On le voit donc, penser les inégalités sociales de santé au sein même des mondes LGBT est une étape indispensable pour mieux comprendre les comportements préventifs et les évolutions de l’épidémie du VIH et des autres IST.

Les risques de la normalisation

Quelques réflexions pour ouvrir le débat !

La première piste concerne une vision un peu mécanique et réductrice des liens entre reconnaissance sociale et prévention du sida. Si l’égalité est une condition nécessaire à la prise en charge de la santé, elle comporte aussi des écueils. Par exemple, est-ce qu’on a pris suffisamment le temps  de réfléchir collectivement aux implications sociales d’une telle revendication ? Le mariage et ce qui va avec : la promesse de fidélité, avec toutes les conséquences qu’on lui connaît en terme de prévention : absence de dialogue, confiance aveugle dans l’autre comme idéal de relation… Avec la norme du couple à deux instituée par la loi, le mariage fige des réalités conjugales, alors qu’historiquement les mouvements LGBT ont innové et porté une critique de la famille traditionnelle. Bref, le mariage banalise l’homosexualité — et c’est très bien — mais restons attentifs au fait que cette institutionnalisation ne ferme pas les possibilités d’intervention préventive, en donnant l’illusion d’une protection absolue. Bref, gardons la porte grande ouverte pour les débats critiques sur les normes, homos ou hétéros !

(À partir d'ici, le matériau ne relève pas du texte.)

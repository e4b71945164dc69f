use scraper::{ElementRef, Html, Selector};

/// One extraction method per piece of markup the app reads. Selectors are
/// configuration, so a site markup change is a config change, not a code
/// change.
pub trait SiteParser: Send + Sync {
    /// (label, href) pairs from one episode listing page, in page order.
    fn episode_entries(&self, html: &str) -> Vec<EpisodeEntry>;

    /// Deduplicated show entries from the search page.
    fn search_entries(&self, html: &str) -> Vec<SearchEntry>;

    /// Synopsis text from an episode page.
    fn description(&self, html: &str) -> Option<String>;

    /// Cover image src (possibly relative) from an episode page.
    fn cover_url(&self, html: &str) -> Option<String>;
}

#[derive(Debug, Clone, PartialEq, Eq)]
pub struct EpisodeEntry {
    pub label: String,
    pub href: String,
}

#[derive(Debug, Clone, PartialEq, Eq)]
pub struct SearchEntry {
    pub title: String,
    pub description: String,
    pub href: String,
}

/// CSS selectors for the pieces of the site the app cares about.
#[derive(Debug, Clone)]
pub struct SelectorConfig {
    pub episode_item: String,
    pub episode_link: String,
    pub search_item: String,
    pub search_title: String,
    pub search_description: String,
    pub synopsis: String,
    pub cover_image: String,
}

impl Default for SelectorConfig {
    fn default() -> Self {
        Self {
            episode_item: r#"div[class="sw-grow sw--ml-2 m:sw--ml-4 sw-relative"]"#.to_string(),
            episode_link: "a".to_string(),
            search_item: "div.sw-relative.sw-pt-2".to_string(),
            search_title: r#"span[class*="sw-text-primary"]"#.to_string(),
            search_description: r#"p[class*="sw-text-brevier"]"#.to_string(),
            synopsis: ".sc-c-synopsis".to_string(),
            cover_image: "picture img".to_string(),
        }
    }
}

pub struct SoundsParser {
    config: SelectorConfig,
}

impl SoundsParser {
    pub fn new(config: SelectorConfig) -> Self {
        Self { config }
    }
}

impl Default for SoundsParser {
    fn default() -> Self {
        Self::new(SelectorConfig::default())
    }
}

fn text_of(element: &ElementRef<'_>) -> String {
    element.text().collect::<String>().trim().to_string()
}

impl SiteParser for SoundsParser {
    fn episode_entries(&self, html: &str) -> Vec<EpisodeEntry> {
        let Ok(item_selector) = Selector::parse(&self.config.episode_item) else {
            return Vec::new();
        };
        let Ok(link_selector) = Selector::parse(&self.config.episode_link) else {
            return Vec::new();
        };

        let document = Html::parse_document(html);
        let mut entries = Vec::new();
        for item in document.select(&item_selector) {
            let Some(anchor) = item.select(&link_selector).next() else {
                continue;
            };
            let Some(href) = anchor.value().attr("href") else {
                continue;
            };
            let label = anchor.value().attr("aria-label").unwrap_or_default();
            entries.push(EpisodeEntry {
                label: label.to_string(),
                href: href.to_string(),
            });
        }
        entries
    }

    fn search_entries(&self, html: &str) -> Vec<SearchEntry> {
        let Ok(item_selector) = Selector::parse(&self.config.search_item) else {
            return Vec::new();
        };
        let Ok(title_selector) = Selector::parse(&self.config.search_title) else {
            return Vec::new();
        };
        let Ok(description_selector) = Selector::parse(&self.config.search_description) else {
            return Vec::new();
        };

        let document = Html::parse_document(html);
        let mut entries: Vec<SearchEntry> = Vec::new();
        for item in document.select(&item_selector) {
            // Results are anchors wrapping the item markup.
            let anchor = item
                .ancestors()
                .filter_map(ElementRef::wrap)
                .find(|el| el.value().name() == "a" && el.value().attr("href").is_some());
            let Some(anchor) = anchor else {
                continue;
            };
            let href = anchor.value().attr("href").unwrap_or_default().to_string();

            let title = item
                .select(&title_selector)
                .next()
                .map(|el| text_of(&el))
                .filter(|title| !title.is_empty())
                .unwrap_or_else(|| text_of(&anchor));
            if title.is_empty() {
                continue;
            }

            let description = item
                .select(&description_selector)
                .next()
                .map(|el| text_of(&el))
                .unwrap_or_default();

            let entry = SearchEntry {
                title,
                description,
                href,
            };
            if !entries.contains(&entry) {
                entries.push(entry);
            }
        }
        entries
    }

    fn description(&self, html: &str) -> Option<String> {
        let selector = Selector::parse(&self.config.synopsis).ok()?;
        let document = Html::parse_document(html);
        let element = document.select(&selector).next()?;
        Some(text_of(&element))
    }

    fn cover_url(&self, html: &str) -> Option<String> {
        let selector = Selector::parse(&self.config.cover_image).ok()?;
        let document = Html::parse_document(html);
        let img = document.select(&selector).next()?;
        img.value().attr("src").map(str::to_string)
    }
}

Réajuster notre lecture du changement social

À l’heure où le mariage pour tout est une réalité, il est sans doute temps de réajuster notre lecture du changement social : prendre en compte les évolutions de la société, mais reconnaître le poids important de l’homophobie ; penser l’individualisation des trajectoires homosexuelles, sans oublier les rapports de pouvoirs qui façonnent les expériences de vie des personnes LGBT.

On pourra ainsi poser quelques balises pour éviter les matins qui « déchantent » et pour éviter que la banalisation de l’homosexualité ne s’accompagne d’une marginalisation de ceux et celles qui ne veulent ou ne peuvent rentrer dans les normes dominantes. Mais aussi pour éviter que la société ne se mette à blâmer les gais qui se contaminent aujourd’hui, sous prétexte que « rien ne le justifie plus ».

Comme le disait bien Daniel Defert, le fondateur de AIDES, en 1990 :

Si aujourd’hui je suis convaincu que l’organisation de la réponse à l’épidémie et de la solidarité est effectivement un instrument important de la reconnaissance individuelle et collective du fait homosexuel, je crois que les homosexuels ne peuvent pas réduire tous leurs enjeux à la bonne image de contrôleurs de l’épidémie, car si cette image redevenait un leurre, cela coûterait cher à la fois en vies et en réactions sociales.

Mais réajuster notre lecture du changement social, ça veut aussi dire s’intéresser aux transformations complexes des normes de relation et des modes de vie gais et lesbiens ou de la perception du risque VIH. Notamment pour les plus jeunes, pour qui la découverte de l’homosexualité à travers internet et les réseaux sociaux conditionne des stratégies de coming out diverses, mais aussi l’accès à l’information préventive !

 De l’égalité formelle à l’égalité réelle

Pour conclure, l’égalité formelle, par la loi, devra s’appuyer sur un mouvement en faveur de l’égalité réelle (selon la distinction opérée par les mouvements féministes), en terme d’accès aux soins et au dépistage dans des environnements « LGBT-friendly », par exemple. Mais elle implique aussi le développement d’une approche de la santé des personnes LGBT qui soit justement attentive aux rapports sociaux qui traversent ces communautés. Penser les droits humains isolément des oppressions structurelles ne permet pas d’envisager les conditions de la transformation sociale.